My grand idea to deal with the scenario is to start my own blog website and volunteer at my church to be a Stephen Minister, again resiliency! BTW, mister was not too thrilled about me taking up another task because he feels as though I have too many responsibilities. This is a “snippet”of what non-traditional military families are comprised of. I certainly do not wish this entry to appear as a pity party, complaint department, or an alert to local government that military families need urgent care attention while spouses are deployed. I simply wish to honor the resiliency of my family and all military families verbally and perhaps enlighten some lovely readers on some common unknowns that may go forsaken if not spoken on. I say that to say this; I’ve enjoyed many moments throughout my husband’s military service and honestly wouldn’t change much about it. My husband puts forth great effort to illustrate his appreciation for my children and I. I actually revel in the fact I get to see what a non-traditional military family looks like from the inside and I hold my head high that I have stood beside a phenomenal man while seeing and experiencing some things not everyone is blessed to witness. I also appreciate the unnatural characteristic military service has inherently taught me for resiliency. I have gone about my last 16 plus years since I met my husband, taking for granted the life lessons and resiliency training military service has forced upon me. I complained very little. I adapted and overcame, learned the military friendly jargon associated with spousal service, kissed my husband goodbye for an undetermined amount of time within days notice and can even tell military time within a second’s question! I can not recall how resilient I was at the beginning of this journey. But as we reach the end of his career, I can tell you the only moment I blink an eye of possible resentment is when my children, husband, another military family, or even myself experience a form of non-appreciation from someone who “just doesn’t know.” And are quick to minimize the resiliency it takes for military spouses to endure constant unpredictableness and sacrifice for the love of our service member and our country.

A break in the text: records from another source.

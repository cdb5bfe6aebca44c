//! Music download API client.

use crate::error::{RemoteError, Result};
use crate::types::{
    DownloadRequest, DownloadResponse, DownloadedFile, DownloadsListing, ErrorBody,
    RemoteConfig, SearchRequest, ServiceStatus, VideoInfo,
};
use reqwest::{Client, Response};
use serde::de::DeserializeOwned;
use tracing::{debug, info};
use url::Url;

/// Client for the music download API.
///
/// Wraps the search, download and downloads-listing endpoints and builds
/// streaming URLs for downloaded files.
///
/// # Example
///
/// ```ignore
/// use cadence_remote::{DownloadApiClient, RemoteConfig, SearchRequest};
///
/// let client = DownloadApiClient::new(RemoteConfig::new("http://127.0.0.1:8000"))?;
/// let results = client.search(&SearchRequest::new("daft punk")).await?;
/// let items: Vec<_> = results.iter().map(|r| r.to_queue_item()).collect();
/// ```
#[derive(Debug, Clone)]
pub struct DownloadApiClient {
    http: Client,
    base_url: Url,
    config: RemoteConfig,
}

impl DownloadApiClient {
    /// Create a new client with the given configuration.
    pub fn new(config: RemoteConfig) -> Result<Self> {
        if config.base_url.is_empty() {
            return Err(RemoteError::InvalidUrl("URL cannot be empty".into()));
        }
        if !config.base_url.starts_with("http://") && !config.base_url.starts_with("https://") {
            return Err(RemoteError::InvalidUrl(
                "URL must start with http:// or https://".into(),
            ));
        }

        let base_url = Url::parse(config.base_url.trim_end_matches('/'))
            .map_err(|e| RemoteError::InvalidUrl(e.to_string()))?;

        let http = Client::builder()
            .timeout(config.request_timeout())
            .connect_timeout(config.connect_timeout())
            .user_agent(format!("Cadence/{}", env!("CARGO_PKG_VERSION")))
            .build()?;

        Ok(Self {
            http,
            base_url,
            config,
        })
    }

    pub fn base_url(&self) -> &Url {
        &self.base_url
    }

    pub fn config(&self) -> &RemoteConfig {
        &self.config
    }

    /// Check that the API is up.
    pub async fn test_connection(&self) -> Result<ServiceStatus> {
        let url = self.endpoint(&[])?;
        debug!(url = %url, "Testing API connection");

        let response = self.http.get(url).send().await.map_err(send_error)?;
        let status: ServiceStatus = read_json(response, "service status").await?;

        info!(message = %status.message, status = %status.status, "Connected to download API");
        Ok(status)
    }

    /// Search for tracks.
    pub async fn search(&self, request: &SearchRequest) -> Result<Vec<VideoInfo>> {
        let url = self.endpoint(&["search"])?;
        debug!(query = %request.query, deep = request.deep_search, "Searching");

        let response = self
            .http
            .post(url)
            .json(request)
            .send()
            .await
            .map_err(send_error)?;
        let results: Vec<VideoInfo> = read_json(response, "search results").await?;

        debug!(query = %request.query, results = results.len(), "Search finished");
        Ok(results)
    }

    /// Download request for `url` using the configured format settings.
    pub fn download_request(
        &self,
        url: &str,
        title: &str,
        artist: &str,
        album: Option<&str>,
    ) -> DownloadRequest {
        DownloadRequest {
            url: url.to_string(),
            title: title.to_string(),
            artist: artist.to_string(),
            album: album.unwrap_or_default().to_string(),
            output_format: self.config.output_format,
            embed_thumbnail: self.config.embed_thumbnail,
        }
    }

    /// Ask the server to download a track and wait for the file.
    pub async fn download(&self, request: &DownloadRequest) -> Result<DownloadResponse> {
        let url = self.endpoint(&["download"])?;
        debug!(url = %request.url, title = %request.title, format = %request.output_format, "Requesting download");

        let response = self
            .http
            .post(url)
            .json(request)
            .send()
            .await
            .map_err(send_error)?;
        let download: DownloadResponse = read_json(response, "download response").await?;

        if !download.success {
            return Err(RemoteError::DownloadFailed(request.url.clone()));
        }

        info!(
            filename = %download.filename,
            title = %download.title,
            artist = %download.artist,
            "Track downloaded"
        );
        Ok(download)
    }

    /// List the files in the server's download folder.
    pub async fn list_downloads(&self) -> Result<Vec<DownloadedFile>> {
        let url = self.endpoint(&["downloads"])?;
        debug!(url = %url, "Listing downloads");

        let response = self.http.get(url).send().await.map_err(send_error)?;
        let listing: DownloadsListing = read_json(response, "downloads listing").await?;

        debug!(files = listing.files.len(), "Fetched downloads");
        Ok(listing.files)
    }

    /// URL the audio engine streams a downloaded file from.
    pub fn stream_url(&self, filename: &str) -> Result<Url> {
        if filename.is_empty() {
            return Err(RemoteError::NotFound("empty file name".into()));
        }
        self.endpoint(&["downloads", filename])
    }

    fn endpoint(&self, segments: &[&str]) -> Result<Url> {
        let mut url = self.base_url.clone();
        url.path_segments_mut()
            .map_err(|()| RemoteError::InvalidUrl(self.base_url.to_string()))?
            .pop_if_empty()
            .extend(segments);
        Ok(url)
    }
}

fn send_error(e: reqwest::Error) -> RemoteError {
    if e.is_connect() {
        RemoteError::ServerUnreachable(e.to_string())
    } else {
        RemoteError::Request(e)
    }
}

async fn read_json<T: DeserializeOwned>(response: Response, what: &str) -> Result<T> {
    let status = response.status();

    if status.is_success() {
        response
            .json()
            .await
            .map_err(|e| RemoteError::ParseError(format!("Failed to parse {}: {}", what, e)))
    } else {
        let text = response.text().await.unwrap_or_default();
        let message = serde_json::from_str::<ErrorBody>(&text)
            .map(|body| body.detail)
            .unwrap_or(text);
        Err(RemoteError::ServerError {
            status: status.as_u16(),
            message,
        })
    }
}

#[cfg(test)]
mod tests {
    use super::*;

    #[test]
    fn test_url_validation() {
        assert!(DownloadApiClient::new(RemoteConfig::new("http://127.0.0.1:8000")).is_ok());
        assert!(DownloadApiClient::new(RemoteConfig::new("https://music.example.com")).is_ok());

        assert!(DownloadApiClient::new(RemoteConfig::new("")).is_err());
        assert!(DownloadApiClient::new(RemoteConfig::new("localhost:8000")).is_err());
        assert!(DownloadApiClient::new(RemoteConfig::new("ftp://example.com")).is_err());
    }

    #[test]
    fn test_stream_url_encodes_file_name() {
        let client = DownloadApiClient::new(RemoteConfig::new("http://127.0.0.1:8000/")).unwrap();
        let url = client.stream_url("Daft Punk - One More Time.m4a").unwrap();

        assert_eq!(
            url.as_str(),
            "http://127.0.0.1:8000/downloads/Daft%20Punk%20-%20One%20More%20Time.m4a"
        );
    }

    #[test]
    fn test_endpoint_keeps_base_path() {
        let client = DownloadApiClient::new(RemoteConfig::new("https://example.com/api/")).unwrap();
        assert_eq!(
            client.stream_url("a.mp3").unwrap().as_str(),
            "https://example.com/api/downloads/a.mp3"
        );
    }

    #[test]
    fn test_download_request_uses_config() {
        let config = RemoteConfig {
            output_format: crate::types::OutputFormat::Mp3,
            embed_thumbnail: true,
            ..RemoteConfig::default()
        };
        let client = DownloadApiClient::new(config).unwrap();

        let request = client.download_request("https://youtu.be/x", "Song", "Artist", None);
        assert_eq!(request.album, "");
        assert_eq!(request.output_format.extension(), "mp3");
        assert!(request.embed_thumbnail);
    }
}
impl Player {
    /// Spawn the player on the current tokio runtime
    ///
    /// `engine_events` must be the receiving half of the channel whose
    /// sender was given to `engine`.
    pub fn spawn(
        config: PlayerConfig,
        resolver: Arc<dyn SourceResolver>,
        engine: impl AudioEngine + 'static,
        engine_events: EngineEventReceiver,
    ) -> PlayerHandle {
        let controller = PlaybackController::new(&config, Box::new(engine));
        Self::spawn_with_controller(config, controller, resolver, engine_events)
    }

    /// Spawn the player around an already configured controller
    pub fn spawn_with_controller(
        config: PlayerConfig,
        controller: PlaybackController,
        resolver: Arc<dyn SourceResolver>,
        engine_events: EngineEventReceiver,
    ) -> PlayerHandle {
        let (command_tx, command_rx) = mpsc::channel(config.command_capacity.max(1));
        let (event_tx, _) = broadcast::channel(config.event_capacity.max(1));
        let (resolved_tx, resolved_rx) = mpsc::unbounded_channel();

        let task = PlayerTask {
            controller,
            resolver,
            resolve_timeout: config.resolve_timeout(),
            events: event_tx.clone(),
            resolved_tx,
            in_flight: None,
        };

        info!(
            resolve_timeout_ms = config.resolve_timeout_ms,
            autoplay_on_advance = config.autoplay_on_advance,
            "Starting player"
        );
        tokio::spawn(task.run(command_rx, engine_events, resolved_rx));

        PlayerHandle {
            commands: command_tx,
            events: event_tx,
        }
    }
}

struct PlayerTask {
    controller: PlaybackController,
    resolver: Arc<dyn SourceResolver>,
    resolve_timeout: Duration,
    events: broadcast::Sender<PlayerEvent>,
    resolved_tx: mpsc::UnboundedSender<Resolution>,
    in_flight: Option<(Generation, JoinHandle<()>)>,
}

The resiliency that is forced on military spouses, families, and service members is dynamic. It’s unscheduled, tough, learn as you go, unwritten rules and regulations which go unspoken amongst the ranks of all military spouses. A respect that is not necessarily a code of passage, but understood and commonly acknowledged amongst the familiar ones. My children have been in public with our Chief Petty Officer on numerous occasions. There is rarely a lack of respect and appreciation displayed towards him. I admire my husband because in those situations, he commonly deflects that admiration and appreciation towards our girls and myself, simply stating “I couldn’t do it without them” again that’s resiliency of a military spouse and family. I am a resilient military spouse.